4.3.1. HPLC Measurements

Part of the measurements were performed by injecting 5 μL of the extracted solutions into a UHPLC connected to a photodiode array detector (Dionex Ultimate 3000), with a reverse-phase column (ZORBAX Eclipse plus C18, 3.0*100 mm, 1.8 μm). The mobile phase consisted of (A) DDW with 0.1% formic acid and (B) acetonitrile containing 0.1% formic acid. The gradient started with 2% B and kept isocratic for 2 min, then increased to 75% B in 16 minutes, then increased to 95% in 1 minute and kept isocratic at 95% B for 4 minutes. Phase B returned to 5% in 2 minutes and the column allowed to equilibrate at 5% B for 3 minutes before the next injection. The flow rate was 0.4 mL/min. Column temperature set to 35^oC.

4.3.2. MS/MS Analysis

Measurements for analysis of degradation byproducts were made with Mass spectrometry (MS) analysis performed with Heated Electrospray ionization (HESI-II) source connected to a Q Exactive™ Plus Hybrid Quadrupole-Orbitrap™ Mass Spectrometer Thermo Scientific ™. ESI capillary voltage was set to 3900 V in positive mode and 3500 V in negative mode, capillary temperature to 350^oC, gas temperature to 350^oC. Sheath gas flow set to 35 ml/min, aux gas flow to 10 ml/min and sweep gas flow to 1 ml/min. The mass spectra in Positive-ion mode (m/z 67–900) and in Negative mode (m/z 50–300) and acquired with high resolution (FWHM=70,000 at m/z=200. For MS² analysis collision energy set to 20, 30 and 50 EV.

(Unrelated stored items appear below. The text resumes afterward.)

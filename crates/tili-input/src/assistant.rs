//! Accessibility assistant quick actions
//!
//! A floating panel of one-tap actions: read or explain the page, step the
//! text size, flip contrast and hear keyboard help. Each action writes
//! through the preference store and confirms by speech.

use crate::page::PageSurface;
use std::fmt;
use std::sync::atomic::{AtomicBool, Ordering};
use std::sync::Arc;
use tili_prefs::{Contrast, Flag, TiliSettings, Value};
use tili_speech::{AnnouncementEngine, Politeness};

/// Keyboard guidance spoken by [`QuickAction::Help`]
pub const KEYBOARD_GUIDANCE: &str = "Press Tab to navigate between elements. Press Enter to \
activate buttons. Press Escape to close dialogs.";

/// One-tap assistant action
#[derive(Debug, Clone, Copy, PartialEq, Eq, Hash)]
pub enum QuickAction {
    /// Speak the start of the main content
    ReadPage,
    /// Say which page this is
    ExplainPage,
    /// One font size step up
    IncreaseText,
    /// One font size step down
    DecreaseText,
    /// Switch between normal and high contrast
    ToggleContrast,
    /// Keyboard guidance
    Help,
}

impl QuickAction {
    /// Every action in panel order
    pub const ALL: [QuickAction; 6] = [
        Self::ReadPage,
        Self::ExplainPage,
        Self::IncreaseText,
        Self::DecreaseText,
        Self::ToggleContrast,
        Self::Help,
    ];

    /// Stable id
    #[must_use]
    pub fn id(self) -> &'static str {
        match self {
            Self::ReadPage => "read-page",
            Self::ExplainPage => "explain-page",
            Self::IncreaseText => "increase-text",
            Self::DecreaseText => "decrease-text",
            Self::ToggleContrast => "toggle-contrast",
            Self::Help => "help",
        }
    }

    /// Button label, also spoken on focus
    #[must_use]
    pub fn label(self) -> &'static str {
        match self {
            Self::ReadPage => "Read this page",
            Self::ExplainPage => "Explain this page",
            Self::IncreaseText => "Increase text size",
            Self::DecreaseText => "Decrease text size",
            Self::ToggleContrast => "Toggle high contrast",
            Self::Help => "Get help",
        }
    }
}

impl fmt::Display for QuickAction {
    fn fmt(&self, f: &mut fmt::Formatter<'_>) -> fmt::Result {
        f.write_str(self.id())
    }
}

/// Assistant panel bound to a page and the announcement engine
pub struct AccessibilityAssistant {
    engine: AnnouncementEngine,
    page: Arc<dyn PageSurface>,
    read_limit: usize,
    open: AtomicBool,
}

impl fmt::Debug for AccessibilityAssistant {
    fn fmt(&self, f: &mut fmt::Formatter<'_>) -> fmt::Result {
        f.debug_struct("AccessibilityAssistant")
            .field("read_limit", &self.read_limit)
            .field("open", &self.is_open())
            .finish_non_exhaustive()
    }
}

impl AccessibilityAssistant {
    /// Closed assistant reading up to the default limit
    pub fn new(engine: AnnouncementEngine, page: Arc<dyn PageSurface>) -> Self {
        Self {
            engine,
            page,
            read_limit: TiliSettings::default().read_limit_chars,
            open: AtomicBool::new(false),
        }
    }

    /// Characters spoken by [`QuickAction::ReadPage`]
    #[inline]
    #[must_use]
    pub fn with_read_limit(mut self, limit: usize) -> Self {
        self.read_limit = limit;
        self
    }

    /// Whether the panel is showing
    #[must_use]
    pub fn is_open(&self) -> bool {
        self.open.load(Ordering::SeqCst)
    }

    /// Open or close the panel; returns the new state
    pub fn toggle(&self) -> bool {
        let open = !self.open.fetch_xor(true, Ordering::SeqCst);
        tracing::debug!(open, "assistant toggled");
        open
    }

    /// Speak the label of the focused control
    pub fn focus(&self, action: QuickAction) -> bool {
        self.engine.speak(action.label())
    }

    /// Run `action`; returns whether anything changed or was narrated
    ///
    /// Text size steps stop silently at the smallest and largest sizes.
    pub fn perform(&self, action: QuickAction) -> bool {
        tracing::info!(%action, "assistant action");
        match action {
            QuickAction::ReadPage => {
                let text: String = self.page.main_text().chars().take(self.read_limit).collect();
                let text = text.trim();
                if text.is_empty() {
                    self.engine.speak("There is no content to read on this page.")
                } else {
                    self.engine.speak(text)
                }
            }
            QuickAction::ExplainPage => {
                let title = self
                    .page
                    .page_title()
                    .unwrap_or_else(|| "current page".to_string());
                self.engine.speak(format!(
                    "You are on the {title}. This page shows your main content and navigation options."
                ))
            }
            QuickAction::IncreaseText => self.step_text(true),
            QuickAction::DecreaseText => self.step_text(false),
            QuickAction::ToggleContrast => {
                let store = self.engine.store();
                let contrast = store.modify(|config| {
                    config.contrast = config.contrast.toggled();
                    Some(config.contrast)
                });
                let name = match contrast {
                    Some(Contrast::High) => "High",
                    _ => "Normal",
                };
                self.engine.announce_action(&format!("{name} contrast mode activated"));
                true
            }
            QuickAction::Help => self.engine.speak(KEYBOARD_GUIDANCE),
        }
    }

    /// Switch audio feedback, confirming on the live region too
    pub fn set_audio_feedback(&self, on: bool) {
        self.set_switch(Flag::AudioFeedback, on, "Audio feedback");
    }

    /// Switch focus mode, confirming on the live region too
    pub fn set_focus_mode(&self, on: bool) {
        self.set_switch(Flag::FocusMode, on, "Focus mode");
    }

    fn set_switch(&self, flag: Flag, on: bool, name: &str) {
        if let Err(e) = self.engine.store().set(flag, Value::Bool(on)) {
            tracing::error!(%flag, error = %e, "assistant switch refused");
            return;
        }
        let state = if on { "enabled" } else { "disabled" };
        self.engine.announce_live(&format!("{name} {state}"), Politeness::Polite);
    }

    fn step_text(&self, larger: bool) -> bool {
        let stepped = self.engine.store().modify(|config| {
            let next = if larger {
                config.font_size.larger()
            } else {
                config.font_size.smaller()
            };
            (next != config.font_size).then(|| {
                config.font_size = next;
                next
            })
        });
        let Some(size) = stepped else {
            tracing::debug!(larger, "text size already at the limit");
            return false;
        };
        tracing::debug!(size = size.as_str(), "text size stepped");
        let direction = if larger { "increased" } else { "decreased" };
        self.engine.announce_action(&format!("Text size {direction}"));
        true
    }
}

Data preprocessing for MS targeted analysis were conducted using Thermo Scientifc™ Xcalibur™ instrument control software. Extracted ion chromatograms for figure production were generated in Xcalibur 4.0.27.19 software using a mass window of (+/−) 5 ppm. Exact m/z values used for figure creation and peak integration corresponded to theoretical [M + H]+ ion m/z values and were as follows: Iohexol 821.8876 m/z, [M - H] Acesulfame 161.9866 m/z. Peak integration was performed using QN^TM software after determine LOD, LOQ and linearity for each analyte

Data preprocessing for MSMS untargeted analysis and peak determination and peak area integration for IHX and ACE decomposition products, was performed with Compound Discoverer 3.1 (Thermo Xcalibur, Version 3.3.0.305) using metabolism workflow. Auto-integration was manually inspected and corrected if necessary. For some of the compounds, identification was performed based on MzCloud database using MS² data and ChemSpider database using MS² data and HRMS.